Currently mx.nd.array does not support np.unicode_ type … if one wanted to provide strings as data …
there is a workaround: seems in my custom iterator
DataBatch.data can be a python list, and nothing complained so far (but i did not try transfer learn stuffs yet)
II. the SimpleIter example in https://mxnet.incubator.apache.org/tutorials/basic/data.html confuses me:
it uses zip for _provide_data which creates a(n iterator of) tuple I thought. However provide_data is expected to be a DataDesc class, which is derived from namedtuple. any method which expects something from datadesc which is not in tuple may fail.
Do I hallucinate or would it be better to use a datadesc object in that example ?
III. ImageIter doc could have a link provided to image.CreateAugmenter
aug_list=None … a link what aug_list could be seems to be not given
minor: IV. DataDesc description [link removed, new user can post only 2 links]
cls (DataDesc) – The class. … that part confuses me, seems to work without it
V. data augmentation with image.CreateAugmenter(data_shape, resize=0, rand_crop=False, rand_resize=False, rand_mirror=False, mean=None, std=None, brightness=0, contrast=0, saturation=0, hue=0, pca_noise=0, rand_gray=0, inter_method=2)
How that works is not clear from its doc. can you turn on resize to one size, then rand_crop to another size ?

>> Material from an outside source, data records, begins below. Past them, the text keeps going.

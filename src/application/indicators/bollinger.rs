use super::moving::sma;

#[derive(Debug, Clone, Copy, PartialEq)]
pub struct BollingerBands {
    pub middle: f64,
    pub upper: f64,
    pub lower: f64,
}

/// Bollinger Bands over the last `period` closes.
///
/// The half-width is the population standard deviation of the window times
/// `std_dev_mult`. `margin_percent` widens the upper band and narrows the
/// lower band asymmetrically (`1 + m` vs `1 - m`); this asymmetry is part
/// of the contract.
pub fn bollinger(
    closes: &[f64],
    period: usize,
    std_dev_mult: f64,
    margin_percent: f64,
) -> Option<BollingerBands> {
    let middle = sma(closes, period)?;
    let tail = &closes[closes.len() - period..];
    let variance = tail.iter().map(|p| (p - middle).powi(2)).sum::<f64>() / period as f64;
    let half_width = variance.sqrt() * std_dev_mult;
    let margin = margin_percent / 100.0;

    Some(BollingerBands {
        middle,
        upper: middle + half_width * (1.0 + margin),
        lower: middle - half_width * (1.0 - margin),
    })
}
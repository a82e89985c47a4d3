//! Rate limiter behavior under concurrent callers, driven on a paused clock.

use brisk::infrastructure::core::rate_limiter::RateLimiter;
use std::sync::Arc;
use std::time::Duration;

#[tokio::test(start_paused = true)]
async fn test_concurrent_callers_split_across_windows() {
    let limiter = Arc::new(RateLimiter::new(40, Duration::from_secs(10)));
    let start = tokio::time::Instant::now();

    let mut handles = Vec::new();
    for _ in 0..60 {
        let limiter = limiter.clone();
        handles.push(tokio::spawn(async move {
            limiter.acquire().await;
            start.elapsed()
        }));
    }

    let mut admissions = Vec::new();
    for handle in handles {
        admissions.push(handle.await.unwrap());
    }

    // First window admits exactly the budget; the rest wait for the reset
    let first_window = admissions
        .iter()
        .filter(|d| **d < Duration::from_secs(10))
        .count();
    assert_eq!(first_window, 40);
    assert!(
        admissions.iter().all(|d| *d < Duration::from_secs(20)),
        "20 stragglers fit in the second window"
    );
}

#[tokio::test(start_paused = true)]
async fn test_sequential_bursts_spread_across_windows() {
    let limiter = RateLimiter::new(2, Duration::from_secs(10));
    let start = tokio::time::Instant::now();

    for _ in 0..6 {
        limiter.acquire().await;
    }

    // 6 acquisitions at 2 per window need two full window waits
    let elapsed = start.elapsed();
    assert!(elapsed >= Duration::from_secs(20), "elapsed {elapsed:?}");
    assert!(elapsed < Duration::from_secs(31), "elapsed {elapsed:?}");
}
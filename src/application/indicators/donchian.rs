#[derive(Debug, Clone, Copy, PartialEq)]
pub struct Donchian {
    pub upper: f64,
    pub lower: f64,
}

/// Donchian channel: rolling max(high) / min(low) over the last `period`
pub fn donchian(highs: &[f64], lows: &[f64], period: usize) -> Option<Donchian> {
    if period == 0 || highs.len() < period || lows.len() < period {
        return None;
    }
    let upper = highs[highs.len() - period..]
        .iter()
        .cloned()
        .fold(f64::MIN, f64::max);
    let lower = lows[lows.len() - period..]
        .iter()
        .cloned()
        .fold(f64::MAX, f64::min);
    Some(Donchian { upper, lower })
}

#[cfg(test)]
mod tests {
    use super::*;

    #[test]
    fn test_insufficient_data() {
        assert!(donchian(&[1.0; 10], &[1.0; 10], 20).is_none());
    }

    #[test]
    fn test_channel_bounds() {
        let highs: Vec<f64> = (0..30).map(|i| 100.0 + (i % 5) as f64).collect();
        let lows: Vec<f64> = highs.iter().map(|h| h - 10.0).collect();
        let out = donchian(&highs, &lows, 20).unwrap();
        assert_eq!(out.upper, 104.0);
        assert_eq!(out.lower, 90.0);
        assert!(out.upper >= out.lower);
    }

    #[test]
    fn test_window_excludes_older_extremes() {
        let mut highs = vec![500.0]; // outside the window
        highs.extend((0..20).map(|i| 100.0 + i as f64));
        let lows: Vec<f64> = highs.iter().map(|h| h - 1.0).collect();
        let out = donchian(&highs, &lows, 20).unwrap();
        assert_eq!(out.upper, 119.0);
    }
}
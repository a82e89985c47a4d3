pub mod indicators;
pub mod market_data;
pub mod scanner;
pub mod signal;
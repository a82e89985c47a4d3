/// Parabolic SAR (Wilder recurrence), returning the latest value.
///
/// The trend flips when the SAR line crosses the previous or current bar's
/// extreme; the acceleration factor grows by `step` per new extreme and is
/// capped at `max_step`. Every emitted value is scaled by
/// `1 + margin_percent / 100` (the margin only ever widens).
pub fn parabolic_sar(
    highs: &[f64],
    lows: &[f64],
    step: f64,
    max_step: f64,
    margin_percent: f64,
) -> Option<f64> {
    if highs.len() < 2 || highs.len() != lows.len() || step <= 0.0 || max_step <= 0.0 {
        return None;
    }

    let margin = 1.0 + margin_percent / 100.0;
    let mut sar = lows[0];
    let mut extreme = highs[0];
    let mut af = step;
    let mut rising = true;
    let mut last = sar;

    for i in 1..highs.len() {
        sar += af * (extreme - sar);
        if rising {
            if sar > lows[i - 1] || sar > lows[i] {
                // Flip to downtrend
                sar = extreme;
                af = step;
                rising = false;
                extreme = lows[..=i].iter().cloned().fold(f64::INFINITY, f64::min);
            } else {
                if highs[i] > extreme {
                    extreme = highs[i];
                    af = (af + step).min(max_step);
                }
                sar = sar.min(lows[i - 1]);
            }
        } else if sar < highs[i - 1] || sar < highs[i] {
            // Flip to uptrend
            sar = extreme;
            af = step;
            rising = true;
            extreme = highs[..=i].iter().cloned().fold(f64::NEG_INFINITY, f64::max);
        } else {
            if lows[i] < extreme {
                extreme = lows[i];
                af = (af + step).min(max_step);
            }
            sar = sar.max(highs[i - 1]);
        }
        last = sar * margin;
    }

    Some(last)
}

#[cfg(test)]
mod tests {
    use super::*;

    #[test]
    fn test_insufficient_data() {
        assert!(parabolic_sar(&[1.0], &[0.9], 0.02, 0.2, 0.0).is_none());
        assert!(parabolic_sar(&[1.0, 2.0], &[0.9, 1.9], 0.0, 0.2, 0.0).is_none());
    }

    #[test]
    fn test_uptrend_sar_below_price() {
        let highs: Vec<f64> = (0..40).map(|i| 101.0 + i as f64).collect();
        let lows: Vec<f64> = (0..40).map(|i| 99.0 + i as f64).collect();
        let sar = parabolic_sar(&highs, &lows, 0.02, 0.2, 0.0).unwrap();
        assert!(sar < *lows.last().unwrap());
    }

    #[test]
    fn test_downtrend_sar_above_price() {
        let highs: Vec<f64> = (0..40).map(|i| 201.0 - i as f64).collect();
        let lows: Vec<f64> = (0..40).map(|i| 199.0 - i as f64).collect();
        let sar = parabolic_sar(&highs, &lows, 0.02, 0.2, 0.0).unwrap();
        assert!(sar > *highs.last().unwrap());
    }

    #[test]
    fn test_margin_scales_output() {
        let highs: Vec<f64> = (0..40).map(|i| 101.0 + i as f64).collect();
        let lows: Vec<f64> = (0..40).map(|i| 99.0 + i as f64).collect();
        let plain = parabolic_sar(&highs, &lows, 0.02, 0.2, 0.0).unwrap();
        let scaled = parabolic_sar(&highs, &lows, 0.02, 0.2, 5.0).unwrap();
        assert!((scaled - plain * 1.05).abs() < 1e-9);
    }
}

that would require 2 size parameters, while data_shape allows for one only, but maybe I am wrong here
In general the relationship between multiple augmentations and data shape is not clear to me.
Some more info on data augmentation would be helpful (e.g. in a tutorial).
VI. strange error when trying to use data augmentation:
augs = mx.image.CreateDetAugmenter(data_shape=(3, 300, 300), rand_crop=0.5, rand_mirror=True, brightness=0.125, contrast=0.125, saturation=0.125 )
imgiter=mx.image.ImageIter(batch_size=5, data_shape=(3,300,300), label_width=2, path_imgrec=None, path_imglist=imglist, path_root=path_root, path_imgidx=indexlist, shuffle=False, part_index=0, num_parts=1, aug_list=augs, imglist=None, data_name=‘data’, label_name=‘softmax_label’)
python mxiter_py [modified to avoid link filter]
Traceback (most recent call last):
File “mxiter_py”, line 260, in
File “mxiter_py”, line 245, in tester2
File “…”, line 1181, in next
data = self.augmentation_transform(data)
File “…”, line 1239, in augmentation_transform
data = aug(data)
TypeError: call() missing 1 required positional argument: ‘label’